Fig. 2. Intranasal immunization with Nsp1-K164A/H165A induces mucosal and systemic humoral immunity and cellular immunity.

Male (4-month-old, n = 8) Syrian hamsters were intranasally vaccinated with 10⁴ PFU Nsp1-K164A/H165A. Animals were bled at 14 and 28 DPI to collect sera and n = 4 animals were euthanized at each time point to collect broncho-alveolar lavage fluid (BALF).

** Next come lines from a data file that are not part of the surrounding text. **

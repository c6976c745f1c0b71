//! Testes das primitivas de sincronização

#![cfg(test)]

use super::*;
use crate::arch::test::MockCpu;
use crate::arch::CpuOps;

#[test]
fn guard_restores_enabled_state() {
    MockCpu::set_interrupts(true);
    {
        let guard = InterruptGuard::new();
        assert!(guard.were_enabled());
        assert!(!MockCpu::are_interrupts_enabled());
    }
    assert!(MockCpu::are_interrupts_enabled());
}

#[test]
fn nested_guard_does_not_reenable_early() {
    MockCpu::set_interrupts(true);
    let outer = InterruptGuard::new();
    {
        let inner = InterruptGuard::new();
        assert!(!inner.were_enabled());
    }
    assert!(!MockCpu::are_interrupts_enabled());
    drop(outer);
    assert!(MockCpu::are_interrupts_enabled());
}

#[test]
fn guard_keeps_disabled_state() {
    MockCpu::set_interrupts(false);
    without_interrupts(|| ());
    assert!(!MockCpu::are_interrupts_enabled());
}

#[test]
fn without_interrupts_restores_on_early_return() {
    MockCpu::set_interrupts(true);
    let value = without_interrupts(|| {
        if MockCpu::are_interrupts_enabled() {
            return 1;
        }
        2
    });
    assert_eq!(value, 2);
    assert!(MockCpu::are_interrupts_enabled());
}

#[test]
fn spinlock_disables_interrupts_while_held() {
    MockCpu::set_interrupts(true);
    let lock = Spinlock::new(5u32);
    {
        let mut guard = lock.lock();
        *guard += 1;
        assert!(lock.is_locked());
        assert!(!MockCpu::are_interrupts_enabled());
        assert!(lock.try_lock().is_none());
        // try_lock falho não pode reabilitar interrupções
        assert!(!MockCpu::are_interrupts_enabled());
    }
    assert!(!lock.is_locked());
    assert!(MockCpu::are_interrupts_enabled());
    assert_eq!(*lock.lock(), 6);
}
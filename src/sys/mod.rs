//! System Definitions.
//!
//! Códigos de erro compartilhados entre o núcleo e os backends.

pub mod error;

pub use error::Errno;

Anti-RBD IgG titers against WA1/2020 (blue) or BA.1 (red) in serum (a) and BALF (b) were measured by ELISA. Anti-RBD IgA (***p = 0.0002) was likewise quantified in serum (c) and BALF (***p = 0.0003) (d). e Serum nAb titers at 28 DPI were measured against WA1/2020 (WA1), Delta (B.1.617.2), as well as Omicron subvariants (BA.1, BA.2.12.1, BA.4, BA.5) using a 50% focus reduction neutralization (FRNT50) assay. f Splenocytes were isolated from naive and vaccinated hamsters at 14 DPI and pulsed with 10 μM WA1/2020 Spike (S) and Nucleocapsid (N) antigen pools for 48 h. IFNγ-secreting splenocytes were enumerated by ELISPOT. Bar graphs represent mean values with standard deviation for samples collected at two time points from the same animals in a single experiment with dots representing individual animals. *p = 0.0246, **p = 0.0026. ELISPOT data were compared using two-way ANOVA with Sidak’s multiple comparison test. Unless otherwise indicated, statistical differences were calculated using ordinary one-way analysis of variance (ANOVA) in GraphPad Prism 9.4.0 with Tukey’s multiple comparisons tests. For statistical significance, *p < 0.05, **p < 0.01, and ****p < 0.0001. DPI days post-infection.